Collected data

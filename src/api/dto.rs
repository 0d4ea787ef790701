use chrono::NaiveDate;
use serde::{Deserialize, Serialize};

use crate::{
    error::Result,
    history::EpisodeReport,
    pipeline::{BarRange, Prediction, TrainSummary},
    types::PriceBar,
};

pub const TRAINING_COMPLETE: &str = "Model training complete";

#[derive(Debug, Clone, Serialize, Deserialize)]
pub struct TrainModelRequest {
    pub symbol: String,
    /// YYYY-MM-DD, inclusive
    pub start_date: String,
    /// YYYY-MM-DD, exclusive
    pub end_date: String,
}

impl TrainModelRequest {
    pub fn range(&self) -> Result<BarRange> {
        BarRange::parse(&self.symbol, &self.start_date, &self.end_date)
    }
}

/// Same fields as a training request
pub type FetchDataRequest = TrainModelRequest;

/// One OHLC row as `{Date, Open, High, Low, Close}`
#[derive(Debug, Clone, Copy, PartialEq, Serialize, Deserialize)]
#[serde(rename_all = "PascalCase")]
pub struct BarDto {
    pub date: NaiveDate,
    pub open: f64,
    pub high: f64,
    pub low: f64,
    pub close: f64,
}

impl From<&PriceBar> for BarDto {
    fn from(bar: &PriceBar) -> Self {
        Self {
            date: bar.date,
            open: bar.open,
            high: bar.high,
            low: bar.low,
            close: bar.close,
        }
    }
}

#[derive(Debug, Clone, Serialize, Deserialize)]
pub struct FetchDataResponse {
    pub data: Vec<BarDto>,
}

#[derive(Debug, Clone, Serialize, Deserialize)]
pub struct PredictionsRequest {
    pub symbol: String,
    /// Defaults to a year before `end_date`
    #[serde(default)]
    pub start_date: Option<String>,
    /// Defaults to tomorrow, so today's bar is included
    #[serde(default)]
    pub end_date: Option<String>,
}

impl PredictionsRequest {
    pub fn range(&self, today: NaiveDate) -> Result<BarRange> {
        BarRange::parse_or_recent(
            &self.symbol,
            self.start_date.as_deref(),
            self.end_date.as_deref(),
            today,
        )
    }
}

#[derive(Debug, Clone, Serialize, Deserialize)]
pub struct PredictionsResponse {
    /// `{Date, Action}` with actions as `BUY`, `SELL` or `HOLD`
    pub predictions: Vec<Prediction>,
}

#[derive(Debug, Clone, Serialize, Deserialize)]
pub struct EvaluationDto {
    pub steps: usize,
    pub final_reward: f64,
    pub final_cash: f64,
    pub final_holdings: f64,
}

impl From<&EpisodeReport> for EvaluationDto {
    fn from(report: &EpisodeReport) -> Self {
        Self {
            steps: report.steps,
            final_reward: report.final_reward,
            final_cash: report.final_cash,
            final_holdings: report.final_holdings,
        }
    }
}

#[derive(Debug, Clone, Serialize, Deserialize)]
pub struct TrainModelResponse {
    pub message: String,
    pub symbol: String,
    pub train_bars: usize,
    pub eval_bars: usize,
    pub steps: usize,
    pub final_reward: f64,
    pub evaluation: Option<EvaluationDto>,
}

impl From<TrainSummary> for TrainModelResponse {
    fn from(summary: TrainSummary) -> Self {
        Self {
            message: TRAINING_COMPLETE.to_string(),
            symbol: summary.ticker,
            train_bars: summary.train_bars,
            eval_bars: summary.eval_bars,
            steps: summary.training.steps,
            final_reward: summary.training.final_reward,
            evaluation: summary.evaluation.as_ref().map(EvaluationDto::from),
        }
    }
}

### WHAT YOU NEED TO DO
Please set down all the data word for word.

### ANSWER AREA
filename src/api/dto.rs
repository 0d4ea787ef790701
use chrono::NaiveDate;
use serde::{Deserialize, Serialize};

use crate::{
    error::Result,
    history::EpisodeReport,
    pipeline::{BarRange, Prediction, TrainSummary},
    types::PriceBar,
};

pub const TRAINING_COMPLETE: &str = "Model training complete";

#[derive(Debug, Clone, Serialize, Deserialize)]
pub struct TrainModelRequest {
    pub symbol: String,
    /// YYYY-MM-DD, inclusive
    pub start_date: String,
    /// YYYY-MM-DD, exclusive
    pub end_date: String,
}

impl TrainModelRequest {
    pub fn range(&self) -> Result<BarRange> {
        BarRange::parse(&self.symbol, &self.start_date, &self.end_date)
    }
}

/// Same fields as a training request
pub type FetchDataRequest = TrainModelRequest;

/// One OHLC row as `{Date, Open, High, Low, Close}`
#[derive(Debug, Clone, Copy, PartialEq, Serialize, Deserialize)]
#[serde(rename_all = "PascalCase")]
pub struct BarDto {
    pub date: NaiveDate,
    pub open: f64,
    pub high: f64,
    pub low: f64,
    pub close: f64,
}

impl From<&PriceBar> for BarDto {
    fn from(bar: &PriceBar) -> Self {
        Self {
            date: bar.date,
            open: bar.open,
            high: bar.high,
            low: bar.low,
            close: bar.close,
        }
    }
}

#[derive(Debug, Clone, Serialize, Deserialize)]
pub struct FetchDataResponse {
    pub data: Vec<BarDto>,
}

#[derive(Debug, Clone, Serialize, Deserialize)]
pub struct PredictionsRequest {
    pub symbol: String,
    /// Defaults to a year before `end_date`
    #[serde(default)]
    pub start_date: Option<String>,
    /// Defaults to tomorrow, so today's bar is included
    #[serde(default)]
    pub end_date: Option<String>,
}

impl PredictionsRequest {
    pub fn range(&self, today: NaiveDate) -> Result<BarRange> {
        BarRange::parse_or_recent(
            &self.symbol,
            self.start_date.as_deref(),
            self.end_date.as_deref(),
            today,
        )
    }
}

#[derive(Debug, Clone, Serialize, Deserialize)]
pub struct PredictionsResponse {
    /// `{Date, Action}` with actions as `BUY`, `SELL` or `HOLD`
    pub predictions: Vec<Prediction>,
}

#[derive(Debug, Clone, Serialize, Deserialize)]
pub struct EvaluationDto {
    pub steps: usize,
    pub final_reward: f64,
    pub final_cash: f64,
    pub final_holdings: f64,
}

impl From<&EpisodeReport> for EvaluationDto {
    fn from(report: &EpisodeReport) -> Self {
        Self {
            steps: report.steps,
            final_reward: report.final_reward,
            final_cash: report.final_cash,
            final_holdings: report.final_holdings,
        }
    }
}

#[derive(Debug, Clone, Serialize, Deserialize)]
pub struct TrainModelResponse {
    pub message: String,
    pub symbol: String,
    pub train_bars: usize,
    pub eval_bars: usize,
    pub steps: usize,
    pub final_reward: f64,
    pub evaluation: Option<EvaluationDto>,
}

impl From<TrainSummary> for TrainModelResponse {
    fn from(summary: TrainSummary) -> Self {
        Self {
            message: TRAINING_COMPLETE.to_string(),
            symbol: summary.ticker,
            train_bars: summary.train_bars,
            eval_bars: summary.eval_bars,
            steps: summary.training.steps,
            final_reward: summary.training.final_reward,
            evaluation: summary.evaluation.as_ref().map(EvaluationDto::from),
        }
    }
}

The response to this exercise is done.